- _INSTRUCTIONS FOR THE TASK_
The lines from the start of the records through the one containing "the content is" are to be transcribed exactly, and nothing else.

Data extracted from a collection
◆ ◆ ◆

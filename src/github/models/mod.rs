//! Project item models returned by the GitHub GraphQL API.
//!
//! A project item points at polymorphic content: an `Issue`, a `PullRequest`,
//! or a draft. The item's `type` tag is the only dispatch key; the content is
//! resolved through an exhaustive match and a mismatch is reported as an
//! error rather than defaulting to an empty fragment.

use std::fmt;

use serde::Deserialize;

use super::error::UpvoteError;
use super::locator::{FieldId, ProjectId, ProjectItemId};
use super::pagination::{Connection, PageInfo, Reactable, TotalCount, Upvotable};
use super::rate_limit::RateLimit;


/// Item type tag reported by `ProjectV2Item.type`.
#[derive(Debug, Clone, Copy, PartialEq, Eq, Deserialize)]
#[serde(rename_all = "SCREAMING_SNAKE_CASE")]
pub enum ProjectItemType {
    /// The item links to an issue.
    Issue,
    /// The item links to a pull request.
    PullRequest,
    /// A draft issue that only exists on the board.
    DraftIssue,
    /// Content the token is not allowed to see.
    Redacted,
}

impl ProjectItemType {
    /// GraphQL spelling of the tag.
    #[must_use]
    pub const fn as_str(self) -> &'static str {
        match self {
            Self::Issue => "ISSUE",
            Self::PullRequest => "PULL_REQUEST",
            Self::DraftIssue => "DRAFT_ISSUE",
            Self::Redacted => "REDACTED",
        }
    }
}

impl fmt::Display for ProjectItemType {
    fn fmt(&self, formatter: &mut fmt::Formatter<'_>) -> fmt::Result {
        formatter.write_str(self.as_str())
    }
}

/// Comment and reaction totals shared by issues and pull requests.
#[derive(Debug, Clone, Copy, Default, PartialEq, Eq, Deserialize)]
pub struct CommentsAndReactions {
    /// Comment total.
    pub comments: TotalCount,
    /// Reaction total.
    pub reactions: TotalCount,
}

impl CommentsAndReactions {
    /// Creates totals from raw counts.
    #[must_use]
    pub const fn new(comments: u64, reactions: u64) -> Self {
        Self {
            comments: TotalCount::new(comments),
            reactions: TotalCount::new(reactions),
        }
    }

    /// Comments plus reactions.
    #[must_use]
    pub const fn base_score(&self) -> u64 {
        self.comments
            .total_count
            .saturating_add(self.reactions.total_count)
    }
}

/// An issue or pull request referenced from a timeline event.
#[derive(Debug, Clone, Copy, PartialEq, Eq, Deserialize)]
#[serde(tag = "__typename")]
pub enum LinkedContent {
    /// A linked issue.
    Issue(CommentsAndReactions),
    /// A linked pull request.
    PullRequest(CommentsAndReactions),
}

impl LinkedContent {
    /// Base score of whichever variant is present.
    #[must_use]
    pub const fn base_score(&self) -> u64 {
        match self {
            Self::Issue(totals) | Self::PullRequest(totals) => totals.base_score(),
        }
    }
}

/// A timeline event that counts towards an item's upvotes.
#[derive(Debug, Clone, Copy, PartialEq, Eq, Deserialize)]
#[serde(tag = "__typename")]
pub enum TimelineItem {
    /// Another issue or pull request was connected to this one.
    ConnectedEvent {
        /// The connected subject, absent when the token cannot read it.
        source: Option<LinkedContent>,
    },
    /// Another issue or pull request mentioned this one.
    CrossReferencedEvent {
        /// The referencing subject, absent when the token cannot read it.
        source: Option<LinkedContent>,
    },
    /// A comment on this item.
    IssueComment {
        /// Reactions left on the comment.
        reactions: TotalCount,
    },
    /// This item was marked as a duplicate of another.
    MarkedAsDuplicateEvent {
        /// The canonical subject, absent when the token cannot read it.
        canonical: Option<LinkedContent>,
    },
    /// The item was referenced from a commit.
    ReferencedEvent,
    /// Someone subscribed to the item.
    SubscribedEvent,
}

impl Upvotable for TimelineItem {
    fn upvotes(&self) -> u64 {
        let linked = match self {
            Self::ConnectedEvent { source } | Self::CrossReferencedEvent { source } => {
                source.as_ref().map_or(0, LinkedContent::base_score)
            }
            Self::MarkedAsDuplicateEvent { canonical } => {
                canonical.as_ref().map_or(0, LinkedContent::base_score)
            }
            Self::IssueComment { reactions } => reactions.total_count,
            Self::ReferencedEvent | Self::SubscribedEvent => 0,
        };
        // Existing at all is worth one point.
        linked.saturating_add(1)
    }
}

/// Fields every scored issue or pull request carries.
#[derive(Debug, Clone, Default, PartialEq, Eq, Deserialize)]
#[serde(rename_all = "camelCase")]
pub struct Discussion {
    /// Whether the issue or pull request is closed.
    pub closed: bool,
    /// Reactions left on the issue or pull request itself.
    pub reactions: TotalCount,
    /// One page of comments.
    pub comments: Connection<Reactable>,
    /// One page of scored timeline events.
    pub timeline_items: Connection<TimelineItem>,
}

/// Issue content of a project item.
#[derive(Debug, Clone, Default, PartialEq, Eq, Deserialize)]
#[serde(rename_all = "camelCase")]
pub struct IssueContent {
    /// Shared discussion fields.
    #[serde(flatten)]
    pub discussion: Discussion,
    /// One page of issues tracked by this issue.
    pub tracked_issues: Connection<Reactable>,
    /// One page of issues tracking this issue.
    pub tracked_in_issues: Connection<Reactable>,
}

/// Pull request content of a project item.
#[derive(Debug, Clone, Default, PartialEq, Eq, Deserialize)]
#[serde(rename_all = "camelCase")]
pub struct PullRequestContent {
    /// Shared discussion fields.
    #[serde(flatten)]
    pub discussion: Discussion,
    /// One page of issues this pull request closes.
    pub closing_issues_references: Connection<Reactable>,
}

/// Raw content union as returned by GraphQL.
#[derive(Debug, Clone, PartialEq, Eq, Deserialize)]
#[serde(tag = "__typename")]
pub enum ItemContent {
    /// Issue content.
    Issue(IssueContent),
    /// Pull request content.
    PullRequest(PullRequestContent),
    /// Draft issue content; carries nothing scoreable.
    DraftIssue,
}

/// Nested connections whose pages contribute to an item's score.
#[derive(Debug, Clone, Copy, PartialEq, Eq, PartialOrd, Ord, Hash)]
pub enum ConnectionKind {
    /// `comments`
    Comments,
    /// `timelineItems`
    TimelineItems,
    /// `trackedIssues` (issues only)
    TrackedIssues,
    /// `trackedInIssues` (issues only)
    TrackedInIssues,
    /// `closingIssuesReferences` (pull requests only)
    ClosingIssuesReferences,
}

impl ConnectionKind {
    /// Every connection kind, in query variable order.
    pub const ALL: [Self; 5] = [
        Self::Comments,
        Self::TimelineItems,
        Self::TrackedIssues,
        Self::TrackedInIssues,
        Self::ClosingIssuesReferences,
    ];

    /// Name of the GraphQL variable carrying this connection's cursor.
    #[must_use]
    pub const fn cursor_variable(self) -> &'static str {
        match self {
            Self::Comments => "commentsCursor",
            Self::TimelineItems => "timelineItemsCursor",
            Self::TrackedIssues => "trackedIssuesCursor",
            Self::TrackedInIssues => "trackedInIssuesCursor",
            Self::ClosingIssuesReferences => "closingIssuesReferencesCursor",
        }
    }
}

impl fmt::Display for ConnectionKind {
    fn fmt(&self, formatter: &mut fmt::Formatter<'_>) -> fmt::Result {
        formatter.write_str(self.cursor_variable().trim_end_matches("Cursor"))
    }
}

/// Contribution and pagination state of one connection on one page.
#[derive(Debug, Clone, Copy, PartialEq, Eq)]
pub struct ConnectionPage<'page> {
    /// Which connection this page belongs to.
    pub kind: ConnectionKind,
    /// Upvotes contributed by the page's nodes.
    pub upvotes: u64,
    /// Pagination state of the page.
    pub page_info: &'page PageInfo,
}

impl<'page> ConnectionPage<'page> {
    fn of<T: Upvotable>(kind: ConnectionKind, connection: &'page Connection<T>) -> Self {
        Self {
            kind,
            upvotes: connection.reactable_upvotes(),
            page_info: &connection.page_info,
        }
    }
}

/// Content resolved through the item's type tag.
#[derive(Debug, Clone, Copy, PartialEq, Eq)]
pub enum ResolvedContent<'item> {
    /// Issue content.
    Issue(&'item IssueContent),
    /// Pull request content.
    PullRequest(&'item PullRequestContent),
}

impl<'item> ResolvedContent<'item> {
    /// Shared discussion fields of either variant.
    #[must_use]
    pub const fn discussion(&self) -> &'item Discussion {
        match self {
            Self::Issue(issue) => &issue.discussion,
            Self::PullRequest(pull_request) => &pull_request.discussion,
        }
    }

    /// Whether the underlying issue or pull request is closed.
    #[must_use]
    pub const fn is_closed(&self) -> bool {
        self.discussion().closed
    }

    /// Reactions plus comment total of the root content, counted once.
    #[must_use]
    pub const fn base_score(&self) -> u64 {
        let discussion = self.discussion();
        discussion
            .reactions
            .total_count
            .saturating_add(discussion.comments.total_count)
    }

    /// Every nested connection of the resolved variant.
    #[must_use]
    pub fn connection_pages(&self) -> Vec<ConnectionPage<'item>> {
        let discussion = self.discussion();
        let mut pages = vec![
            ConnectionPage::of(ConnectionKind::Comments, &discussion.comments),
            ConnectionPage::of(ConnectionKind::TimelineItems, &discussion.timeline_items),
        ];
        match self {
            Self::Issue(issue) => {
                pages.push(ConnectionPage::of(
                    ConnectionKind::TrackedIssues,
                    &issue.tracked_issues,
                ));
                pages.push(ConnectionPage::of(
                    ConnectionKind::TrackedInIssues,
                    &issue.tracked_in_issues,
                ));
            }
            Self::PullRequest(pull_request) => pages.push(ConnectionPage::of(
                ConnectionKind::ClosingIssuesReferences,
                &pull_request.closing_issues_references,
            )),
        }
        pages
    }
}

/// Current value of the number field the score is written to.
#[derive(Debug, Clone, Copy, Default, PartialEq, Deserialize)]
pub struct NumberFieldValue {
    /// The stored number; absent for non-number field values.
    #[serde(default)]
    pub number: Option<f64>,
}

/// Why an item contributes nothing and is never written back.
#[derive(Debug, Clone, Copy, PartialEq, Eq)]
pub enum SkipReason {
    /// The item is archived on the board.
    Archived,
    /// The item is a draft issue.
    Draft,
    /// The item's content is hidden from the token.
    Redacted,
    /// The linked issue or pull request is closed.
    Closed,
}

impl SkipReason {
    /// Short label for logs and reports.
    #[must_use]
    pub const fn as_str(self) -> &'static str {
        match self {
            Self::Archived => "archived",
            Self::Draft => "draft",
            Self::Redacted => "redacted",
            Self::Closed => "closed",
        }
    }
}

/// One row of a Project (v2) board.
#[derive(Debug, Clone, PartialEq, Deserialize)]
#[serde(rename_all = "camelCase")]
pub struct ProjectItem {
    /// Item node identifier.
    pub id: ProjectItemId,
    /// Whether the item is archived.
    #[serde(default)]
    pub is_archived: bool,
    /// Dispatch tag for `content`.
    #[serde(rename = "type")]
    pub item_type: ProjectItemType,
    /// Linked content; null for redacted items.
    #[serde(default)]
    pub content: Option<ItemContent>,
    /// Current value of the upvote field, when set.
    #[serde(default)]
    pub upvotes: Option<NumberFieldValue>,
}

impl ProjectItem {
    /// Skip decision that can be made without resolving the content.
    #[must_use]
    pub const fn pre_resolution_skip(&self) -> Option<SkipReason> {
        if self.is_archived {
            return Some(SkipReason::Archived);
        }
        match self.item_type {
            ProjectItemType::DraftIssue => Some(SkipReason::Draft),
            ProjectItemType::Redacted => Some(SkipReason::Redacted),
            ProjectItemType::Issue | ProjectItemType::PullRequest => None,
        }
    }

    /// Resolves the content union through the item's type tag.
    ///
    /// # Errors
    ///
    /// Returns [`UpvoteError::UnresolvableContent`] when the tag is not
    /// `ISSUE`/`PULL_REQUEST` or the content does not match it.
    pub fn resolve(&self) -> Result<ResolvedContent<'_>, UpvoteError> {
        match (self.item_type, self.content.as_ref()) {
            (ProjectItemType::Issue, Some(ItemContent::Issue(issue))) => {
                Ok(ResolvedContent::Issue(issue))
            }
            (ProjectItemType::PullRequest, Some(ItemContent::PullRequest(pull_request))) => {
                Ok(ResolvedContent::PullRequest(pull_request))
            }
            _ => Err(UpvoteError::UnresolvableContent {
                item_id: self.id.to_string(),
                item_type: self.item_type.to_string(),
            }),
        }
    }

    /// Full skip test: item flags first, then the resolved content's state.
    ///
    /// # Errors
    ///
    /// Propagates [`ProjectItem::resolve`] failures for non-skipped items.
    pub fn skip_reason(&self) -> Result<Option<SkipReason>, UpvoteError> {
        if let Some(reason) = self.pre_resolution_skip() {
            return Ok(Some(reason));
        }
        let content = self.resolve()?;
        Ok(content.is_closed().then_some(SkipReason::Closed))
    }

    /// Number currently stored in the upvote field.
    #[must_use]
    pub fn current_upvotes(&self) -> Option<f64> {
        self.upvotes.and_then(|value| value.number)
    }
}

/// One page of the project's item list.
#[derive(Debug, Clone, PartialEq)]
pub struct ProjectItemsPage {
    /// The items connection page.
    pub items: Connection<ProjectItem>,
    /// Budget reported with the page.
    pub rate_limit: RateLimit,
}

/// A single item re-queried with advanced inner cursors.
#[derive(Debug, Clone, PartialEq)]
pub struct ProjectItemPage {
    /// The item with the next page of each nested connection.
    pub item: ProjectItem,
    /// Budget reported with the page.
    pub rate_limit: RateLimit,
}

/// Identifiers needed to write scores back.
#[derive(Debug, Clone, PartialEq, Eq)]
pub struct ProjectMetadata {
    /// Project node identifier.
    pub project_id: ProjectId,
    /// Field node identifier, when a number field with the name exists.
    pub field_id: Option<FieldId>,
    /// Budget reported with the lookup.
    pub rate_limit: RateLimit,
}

◆ ◆ ◆

- _WRITTEN REPLY_
filename src/github/models/mod.rs
//! Project item models returned by the GitHub GraphQL API.
//!
//! A project item points at polymorphic content: an `Issue`, a `PullRequest`,
//! or a draft. The item's `type` tag is the only dispatch key; the content is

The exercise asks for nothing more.